use clap::Subcommand;
use wakebot_core::storage::Database;
use wakebot_core::StatsStore;

#[derive(Subcommand)]
pub enum StatsAction {
    /// Most recent dismissals, newest first
    Recent {
        /// How many to show
        #[arg(long, default_value_t = 10)]
        limit: usize,
    },
    /// Totals over every dismissal
    Summary,
}

pub fn run(action: StatsAction) -> Result<(), Box<dyn std::error::Error>> {
    let db = Database::open()?;

    match action {
        StatsAction::Recent { limit } => {
            let outcomes = db.recent_outcomes(limit)?;
            println!("{}", serde_json::to_string_pretty(&outcomes)?);
        }
        StatsAction::Summary => {
            let summary = db.stats_summary()?;
            println!("{}", serde_json::to_string_pretty(&summary)?);
        }
    }
    Ok(())
}
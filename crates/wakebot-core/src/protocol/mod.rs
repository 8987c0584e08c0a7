//! Robot wire protocol.
//!
//! Newline-terminated ASCII lines with `|`-separated fields. There are no
//! length prefixes, checksums or acknowledgements; the robot replies only
//! with application-level lines (`BAT:`, `SNOOZE_PRESSED`, `WIFI_LIST:`,
//! `SONG_LIST:`).

pub mod codec;
mod lines;

#[cfg(test)]
mod codec_tests;

pub use codec::{decode, parse_command, AlertProfile, Command, DeviceEvent, Direction};
pub use lines::LineBuffer;
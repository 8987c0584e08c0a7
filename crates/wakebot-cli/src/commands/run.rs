use std::time::Duration;

use tokio::sync::watch;
use tracing::{info, warn};
use wakebot_core::storage::Database;
use wakebot_core::{
    run_scheduler, AlarmDefinition, AlarmStore, Config, DeviceLink, Event, Projection,
    SchedulerDriver, SessionSettings, Settings, TokioWakeArming,
};

use super::device_link;
use super::ring::{database_ports, dismiss, operator_input, tick_interval, LAST_QUESTION_KEY};

/// How often the alarm table is re-read for edits made from another shell.
const ALARM_RELOAD_INTERVAL: Duration = Duration::from_secs(5);

fn announce(projection: &Projection, event: Option<&Event>) {
    match (event, projection) {
        (Some(Event::WakeArmed { .. }), Projection::Scheduled(next)) => println!(
            "Next alarm: {} {} (in {})",
            next.weekday, next.time, next.countdown
        ),
        (Some(Event::WakeDisarmed { .. }), _) => println!("No active alarms"),
        _ => {}
    }
}

/// Publish `alarms` only when they differ from the current snapshot.
fn publish(definitions: &watch::Sender<Vec<AlarmDefinition>>, alarms: Vec<AlarmDefinition>) {
    definitions.send_if_modified(|current| {
        if *current == alarms {
            false
        } else {
            *current = alarms;
            true
        }
    });
}

async fn ensure_connected(link: &DeviceLink, peer: &str) {
    if link.is_connected() {
        return;
    }
    if link.connect(peer).await {
        info!(peer, "robot connected");
    } else {
        warn!(peer, "robot not reachable");
        println!("not connected");
    }
}

async fn serve(config: Config, peer: String) -> Result<(), Box<dyn std::error::Error>> {
    let db = Database::open()?;
    db.seed_questions()?;

    let link = device_link(&config);
    ensure_connected(&link, &peer).await;

    let (definitions, definitions_rx) = watch::channel(db.list_alarms()?);
    let (arming, mut fired) = TokioWakeArming::new();
    let scheduler = tokio::spawn(run_scheduler(
        SchedulerDriver::new(arming),
        definitions_rx,
        Duration::from_secs(1),
        announce,
    ));

    let mut operator = operator_input();
    let mut reload = tokio::time::interval(ALARM_RELOAD_INTERVAL);
    println!("Waiting for alarms (Ctrl-C to stop)");

    loop {
        tokio::select! {
            Some(alarm_id) = fired.recv() => {
                info!(alarm_id, "alarm fired");
                ensure_connected(&link, &peer).await;

                // Settings may have changed since startup.
                let config = Config::load_or_default();
                let last = db.kv_get(LAST_QUESTION_KEY)?.and_then(|v| v.parse().ok());
                let (outcome, last) = dismiss(
                    &link,
                    database_ports(&link)?,
                    SessionSettings::from_config(&config),
                    last,
                    &mut operator,
                    tick_interval(&config),
                )
                .await;
                if let Some(id) = last {
                    db.kv_set(LAST_QUESTION_KEY, &id.to_string())?;
                }
                info!(alarm_id, reason = %outcome.reason, attempts = outcome.attempts, "alarm dismissed");
                publish(&definitions, db.list_alarms()?);
            }
            _ = reload.tick() => {
                match db.list_alarms() {
                    Ok(alarms) => publish(&definitions, alarms),
                    Err(e) => warn!(error = %e, "could not reload alarms"),
                }
            }
            _ = tokio::signal::ctrl_c() => {
                info!("shutting down");
                break;
            }
        }
    }

    drop(definitions);
    let _ = scheduler.await;
    link.disconnect().await;
    Ok(())
}

/// Run the alarm clock until interrupted.
pub fn run(peer: Option<String>) -> Result<(), Box<dyn std::error::Error>> {
    let config = Config::load()?;
    let peer = peer.unwrap_or_else(|| config.device_name());

    let rt = tokio::runtime::Runtime::new()?;
    let result = rt.block_on(serve(config, peer));
    // The stdin reader may still be blocked on a read.
    rt.shutdown_background();
    result
}
//! Tests for the codec module.

#[cfg(test)]
mod tests {
    use super::super::codec::*;

    fn profile() -> AlertProfile {
        AlertProfile {
            speed: 5,
            volume: 50,
            song: "wake.wav".to_string(),
        }
    }

    fn every_command() -> Vec<Command> {
        vec![
            Command::StartMusic { song: "wake.wav".into() },
            Command::StopMusic { song: "wake.wav".into() },
            Command::Move { direction: Direction::Forward },
            Command::Move { direction: Direction::Stop },
            Command::SetSong { name: "morning.mp3".into() },
            Command::SetSpeed { speed: 7 },
            Command::SetVolume { volume: 80 },
            Command::SetAlarmClock { hour: 6, minute: 45 },
            Command::SyncTime { hour: 23, minute: 59, second: 1 },
            Command::StartMultipleChoice {
                profile: profile(),
                prompt: "What is 15 * 4?".into(),
                options: ["50", "60", "70", "65"].map(String::from),
                correct: "b".into(),
            },
            Command::StartComputed {
                profile: profile(),
                expression: "5 - 2 * 3".into(),
                result: -1,
            },
            Command::WrongAnswer { value: "timeout".into() },
            Command::StopAlarm { token: "fail".into() },
            Command::SetWifi { ssid: "home".into(), password: "s3cret pass".into() },
            Command::RequestSongList,
            Command::RequestWifiScan,
        ]
    }

    #[test]
    fn every_command_is_one_terminated_line() {
        for command in every_command() {
            let line = command.encode();
            assert!(line.ends_with('\n'), "{line:?}");
            assert_eq!(line.matches('\n').count(), 1, "{line:?}");
        }
    }

    #[test]
    fn peer_parser_reconstructs_every_command() {
        for command in every_command() {
            let parsed = parse_command(&command.encode());
            assert_eq!(parsed.as_ref(), Some(&command), "line: {}", command.to_line());
        }
    }

    #[test]
    fn multiple_choice_field_order_and_lowercased_label() {
        let command = Command::StartMultipleChoice {
            profile: profile(),
            prompt: "Capital?".into(),
            options: ["Krakow", "Gdansk", "Warsaw", "Wroclaw"].map(String::from),
            correct: "C".into(),
        };
        assert_eq!(
            command.to_line(),
            "ALARM_START|5|50|wake.wav|Capital?|Krakow|Gdansk|Warsaw|Wroclaw|c"
        );
    }

    #[test]
    fn computed_and_control_lines() {
        let command = Command::StartComputed {
            profile: profile(),
            expression: "1 + 2 * 3".into(),
            result: 7,
        };
        assert_eq!(command.to_line(), "MATH_START|5|50|wake.wav|1 + 2 * 3|7");
        assert_eq!(Command::StopAlarm { token: "LIMIT".into() }.to_line(), "ALARM_STOP|limit");
        assert_eq!(Command::WrongAnswer { value: "B".into() }.to_line(), "ALARM_WRONG|b");
        assert_eq!(Command::SyncTime { hour: 7, minute: 5, second: 9 }.to_line(), "TIME:7|5|9");
        assert_eq!(Command::Move { direction: Direction::Left }.to_line(), "MOVE:LEFT");
    }

    #[test]
    fn field_values_are_not_escaped() {
        let command = Command::SetWifi { ssid: "a|b".into(), password: "c".into() };
        assert_eq!(command.to_line(), "WIFI:a|b|c");
    }

    #[test]
    fn decodes_battery() {
        assert_eq!(decode("BAT:87"), Some(DeviceEvent::BatteryLevel { percent: 87 }));
        assert_eq!(decode("BAT: 12 \r"), Some(DeviceEvent::BatteryLevel { percent: 12 }));
    }

    #[test]
    fn malformed_battery_degrades_to_zero() {
        assert_eq!(decode("BAT:full"), Some(DeviceEvent::BatteryLevel { percent: 0 }));
        assert_eq!(decode("BAT:"), Some(DeviceEvent::BatteryLevel { percent: 0 }));
    }

    #[test]
    fn decodes_pause_press_literal_only() {
        assert_eq!(decode("SNOOZE_PRESSED"), Some(DeviceEvent::DevicePausePressed));
        assert_eq!(decode("SNOOZE_PRESSED\r\n"), Some(DeviceEvent::DevicePausePressed));
        assert_eq!(decode("SNOOZE_PRESSED_TWICE"), None);
    }

    #[test]
    fn wifi_list_drops_empty_tokens() {
        assert_eq!(
            decode("WIFI_LIST:home, ,office,,guest "),
            Some(DeviceEvent::WifiList {
                networks: vec!["home".into(), "office".into(), "guest".into()]
            })
        );
        assert_eq!(decode("WIFI_LIST:"), Some(DeviceEvent::WifiList { networks: vec![] }));
    }

    #[test]
    fn song_list_keeps_audio_files_only() {
        assert_eq!(
            decode("SONG_LIST:wake.wav,notes.txt,Morning.MP3,,readme"),
            Some(DeviceEvent::SongList {
                songs: vec!["wake.wav".into(), "Morning.MP3".into()]
            })
        );
    }

    #[test]
    fn unknown_lines_are_ignored() {
        assert_eq!(decode("HELLO"), None);
        assert_eq!(decode("TEMP:21"), None);
        assert_eq!(decode(""), None);
    }

    #[test]
    fn decode_is_deterministic() {
        for line in ["BAT:40", "SNOOZE_PRESSED", "WIFI_LIST:a,b", "SONG_LIST:x.wav", "???"] {
            assert_eq!(decode(line), decode(line));
        }
    }
}
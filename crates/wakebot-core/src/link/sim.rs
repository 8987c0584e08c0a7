//! In-memory robot for tests and `wakebot ring --simulate`.

use std::collections::HashMap;
use std::io;
use std::sync::{Mutex, PoisonError};

use tokio::io::{
    AsyncBufReadExt, AsyncWriteExt, BufReader, DuplexStream, ReadHalf, WriteHalf,
};
use tracing::debug;

use super::peer::{BoxedStream, ConnectFuture, PeerDirectory};
use crate::protocol::{parse_command, Command};

const PIPE_CAPACITY: usize = 8 * 1024;

/// Directory of in-memory peers. Each peer can be opened once.
#[derive(Default)]
pub struct MemoryDirectory {
    peers: Mutex<HashMap<String, DuplexStream>>,
}

impl MemoryDirectory {
    pub fn new() -> Self {
        Self::default()
    }

    /// Register a peer under `name` and return the robot's end of the pipe.
    pub fn add_peer(&self, name: &str) -> SimulatedRobot {
        let (app_side, robot_side) = tokio::io::duplex(PIPE_CAPACITY);
        self.peers
            .lock()
            .unwrap_or_else(PoisonError::into_inner)
            .insert(name.to_string(), app_side);
        SimulatedRobot::new(robot_side)
    }
}

impl PeerDirectory for MemoryDirectory {
    fn paired(&self) -> Vec<String> {
        let mut names: Vec<String> = self
            .peers
            .lock()
            .unwrap_or_else(PoisonError::into_inner)
            .keys()
            .cloned()
            .collect();
        names.sort();
        names
    }

    fn open(&self, name: &str) -> Option<ConnectFuture> {
        let stream = self
            .peers
            .lock()
            .unwrap_or_else(PoisonError::into_inner)
            .remove(name)?;
        Some(Box::pin(async move { Ok(Box::new(stream) as BoxedStream) }))
    }
}

/// The robot's side of an in-memory link: reads commands, writes telemetry lines.
pub struct SimulatedRobot {
    reader: BufReader<ReadHalf<DuplexStream>>,
    writer: WriteHalf<DuplexStream>,
}

impl SimulatedRobot {
    fn new(stream: DuplexStream) -> Self {
        let (reader, writer) = tokio::io::split(stream);
        Self {
            reader: BufReader::new(reader),
            writer,
        }
    }

    /// Next command the application sent. Unparseable lines are skipped;
    /// `None` once the application closes its end.
    pub async fn next_command(&mut self) -> Option<Command> {
        let mut line = String::new();
        loop {
            line.clear();
            match self.reader.read_line(&mut line).await {
                Ok(0) | Err(_) => return None,
                Ok(_) => {
                    if let Some(command) = parse_command(&line) {
                        return Some(command);
                    }
                    debug!(line = line.trim_end(), "simulated robot ignored line");
                }
            }
        }
    }

    /// Write one line (terminator appended).
    pub async fn send_line(&mut self, line: &str) -> io::Result<()> {
        self.writer.write_all(line.as_bytes()).await?;
        self.writer.write_all(b"\n").await?;
        self.writer.flush().await
    }

    pub async fn press_pause(&mut self) -> io::Result<()> {
        self.send_line("SNOOZE_PRESSED").await
    }

    pub async fn report_battery(&mut self, percent: i32) -> io::Result<()> {
        self.send_line(&format!("BAT:{percent}")).await
    }

    /// Answer requests the way the firmware does and press the pause button
    /// whenever an alert starts. Returns when the application disconnects.
    pub async fn run_auto_pause(mut self, songs: Vec<String>) -> io::Result<()> {
        while let Some(command) = self.next_command().await {
            match command {
                Command::StartMultipleChoice { .. } | Command::StartComputed { .. } => {
                    self.press_pause().await?;
                }
                Command::RequestSongList => {
                    self.send_line(&format!("SONG_LIST:{}", songs.join(","))).await?;
                }
                Command::RequestWifiScan => self.send_line("WIFI_LIST:").await?,
                _ => {}
            }
        }
        Ok(())
    }
}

_Exercise brief_. Whenever the word "debug" occurs in a line of the records, that line counts toward the total; state the total only.

_Result of the exercise_. 2